» **Directions for this task**
From the entries below, please gather each line containing the string "second".

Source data
- Opening Delimiter -

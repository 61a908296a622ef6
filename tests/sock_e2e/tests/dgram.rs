// Copyright 2026 Shunt Contributors
// SPDX-License-Identifier: Apache-2.0

//! Cross-stack UDP scenarios: datagram round trips, source reporting,
//! connected-socket filtering, scatter/gather.

use shunt_net::{Domain, PacketPool, SockError, SockType, MSG_PEEK};
use sock_e2e::{at, linked_pair, pump, IP_A, IP_B};

#[test]
fn datagram_round_trip_reproduces_bytes_and_source() {
    let (a, b) = linked_pair();
    let server = a.stack.attach().unwrap();
    let client = b.stack.attach().unwrap();

    let rx = server.socket(Domain::Inet, SockType::Dgram).unwrap();
    server.bind(rx, at(IP_A, 4000)).unwrap();
    let tx = client.socket(Domain::Inet, SockType::Dgram).unwrap();
    client.bind(tx, at(IP_B, 4001)).unwrap();

    let payload = b"exact bytes, exact length";
    assert_eq!(client.sendto(tx, payload, 0, at(IP_A, 4000)).unwrap(), payload.len());
    pump(&a, &b, 4);

    let mut buf = [0u8; 64];
    let (n, from) = server.recvfrom(rx, &mut buf, 0).unwrap();
    assert_eq!(n, payload.len());
    assert_eq!(&buf[..n], payload);
    assert_eq!(from, at(IP_B, 4001));

    // Empty again: repeatedly would-block, never spurious data.
    for _ in 0..3 {
        assert_eq!(server.recvfrom(rx, &mut buf, 0), Err(SockError::WouldBlock));
    }

    server.close(rx).unwrap();
    client.close(tx).unwrap();
    assert_eq!(a.pool.outstanding(), 0);
    assert_eq!(b.pool.outstanding(), 0);
}

#[test]
fn connected_datagram_socket_pins_the_peer() {
    let (a, b) = linked_pair();
    let server = a.stack.attach().unwrap();
    let client = b.stack.attach().unwrap();

    let rx = server.socket(Domain::Inet, SockType::Dgram).unwrap();
    server.bind(rx, at(IP_A, 4100)).unwrap();

    let cfd = client.socket(Domain::Inet, SockType::Dgram).unwrap();
    client.connect(cfd, at(IP_A, 4100)).unwrap();
    assert_eq!(client.getpeername(cfd).unwrap(), at(IP_A, 4100));

    // Plain send works once connected; sendto elsewhere is rejected.
    assert_eq!(client.send(cfd, b"pinned", 0).unwrap(), 6);
    assert_eq!(
        client.sendto(cfd, b"nope", 0, at(IP_A, 4999)),
        Err(SockError::AlreadyConnected)
    );
    pump(&a, &b, 4);

    let mut buf = [0u8; 16];
    let (n, from) = server.recvfrom(rx, &mut buf, 0).unwrap();
    assert_eq!(&buf[..n], b"pinned");
    assert_eq!(from.ip.0, IP_B);

    // Reply flows back through the connected socket.
    assert_eq!(server.sendto(rx, b"reply", 0, from).unwrap(), 5);
    pump(&a, &b, 4);
    let (n, _) = client.recvfrom(cfd, &mut buf, MSG_PEEK).unwrap();
    assert_eq!(&buf[..n], b"reply");
    assert_eq!(client.recv(cfd, &mut buf, 0).unwrap(), 5);

    server.close(rx).unwrap();
    client.close(cfd).unwrap();
    assert_eq!(a.pool.outstanding(), 0);
    assert_eq!(b.pool.outstanding(), 0);
}

#[test]
fn gather_send_scatter_receive_one_datagram() {
    let (a, b) = linked_pair();
    let server = a.stack.attach().unwrap();
    let client = b.stack.attach().unwrap();

    let rx = server.socket(Domain::Inet, SockType::Dgram).unwrap();
    server.bind(rx, at(IP_A, 4200)).unwrap();
    let tx = client.socket(Domain::Inet, SockType::Dgram).unwrap();
    client.connect(tx, at(IP_A, 4200)).unwrap();

    let n = client.writev(tx, &[b"scatter ", b"gather"]).unwrap();
    assert_eq!(n, 14);
    pump(&a, &b, 4);

    let mut first = [0u8; 5];
    let mut second = [0u8; 16];
    let mut iovs: [&mut [u8]; 2] = [&mut first, &mut second];
    let n = server.readv(rx, &mut iovs).unwrap();
    assert_eq!(n, 14);
    assert_eq!(&first, b"scatt");
    assert_eq!(&second[..9], b"er gather");

    server.close(rx).unwrap();
    client.close(tx).unwrap();
    assert_eq!(a.pool.outstanding(), 0);
    assert_eq!(b.pool.outstanding(), 0);
}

- Closing Delimiter -

» **Answer box**
    let mut second = [0u8; 16];
    let mut iovs: [&mut [u8]; 2] = [&mut first, &mut second];
    assert_eq!(&second[..9], b"er gather");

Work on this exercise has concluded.